Jeter les bases : Le CCRC formule des recommandations sur l’amélioration durable de la qualité de l’audit

Selon les observations faites lors de ses inspections et l’analyse du résultat des plans d’action des cabinets en matière de qualité de l’audit, le Conseil canadien sur la reddition de comptes (CCRC) a publié, en juin, un document qui traite des quatre aspects clés sur lesquels les cabinets doivent selon lui se concentrer pour améliorer durablement la qualité de l’audit.

Selon les observations faites lors de ses inspections et l’analyse du résultat des plans d’action des cabinets en matière de qualité de l’audit, le Conseil canadien sur la reddition de comptes (CCRC) a publié, en juin, un document qui traite des quatre aspects clés sur lesquels les cabinets doivent selon lui se concentrer pour améliorer durablement la qualité de l’audit.

Le tableau ci-dessous présente ces quatre aspects, ainsi que les recommandations du CCRC les concernant.

Constituer les bonnes équipes:

  • Veiller à ce que les équipes d’audit aient les compétences techniques et l’expérience sectorielle requises, compte tenu de la complexité et des activités des émetteurs assujettis (ce qui pourrait entraîner la concentration de l’audit des émetteurs assujettis dans un plus petit nombre de bureaux)
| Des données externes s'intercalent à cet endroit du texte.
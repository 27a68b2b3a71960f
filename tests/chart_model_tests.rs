use namesurfer::api::ChartModel;
use namesurfer::core::{NDECADES, NameEntry, Rank};

fn entry(name: &str, first_rank: i32) -> NameEntry {
    let mut ranks = [0; NDECADES];
    ranks[0] = first_rank;
    NameEntry::new(name, ranks).expect("valid entry")
}

#[test]
fn entries_keep_insertion_order() {
    let mut model = ChartModel::new();
    assert!(model.is_empty());

    assert!(!model.add_entry(entry("Sam", 1)));
    assert!(!model.add_entry(entry("Eric", 2)));
    assert!(!model.add_entry(entry("Mary", 3)));

    let names: Vec<&str> = model.names().collect();
    assert_eq!(names, ["Sam", "Eric", "Mary"]);
    assert_eq!(model.len(), 3);
}

#[test]
fn re_adding_a_name_replaces_in_its_original_slot() {
    let mut model = ChartModel::new();
    model.add_entry(entry("Sam", 1));
    model.add_entry(entry("Eric", 2));
    model.add_entry(entry("Mary", 3));

    assert!(model.add_entry(entry("Sam", 99)));
    assert_eq!(model.len(), 3);

    let first = model.entries().next().expect("first entry");
    assert_eq!(first.name(), "Sam");
    assert_eq!(first.rank(0), Some(Rank::Ranked(99)));
}

#[test]
fn clear_empties_the_model() {
    let mut model = ChartModel::new();
    model.add_entry(entry("Sam", 1));
    model.add_entry(entry("Eric", 2));

    model.clear();
    assert!(model.is_empty());
    assert_eq!(model.entries().count(), 0);
    assert!(!model.contains("Sam"));

    model.add_entry(entry("Eric", 2));
    assert_eq!(model.names().collect::<Vec<_>>(), ["Eric"]);
}

#[test]
fn contains_uses_original_case_keys() {
    let mut model = ChartModel::new();
    model.add_entry(entry("Eric", 2));
    assert!(model.contains("Eric"));
    assert!(!model.contains("eric"));
}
Offrir un soutien adéquat:

  • Faire en sorte que les ressources affectées aux consultations soient disponibles localement (ce qui peut exiger l’accroissement constant du niveau de soutien technique et spécialisé offert)
  • Procéder à des revues techniques des états financiers préalablement à leur publication (lorsque des problèmes ont été relevés par le passé, l’exécution de telles revues techniques devrait être obligatoire pour les clients dépassant un certain seuil de risque)

Réaliser des revues au cours du processus d’audit:

  • Procéder à des revues au cours du processus d’audit (revues des dossiers menées en temps réel tout au long de l’audit, par des membres du personnel ou des associés de certification détenant de solides compétences techniques)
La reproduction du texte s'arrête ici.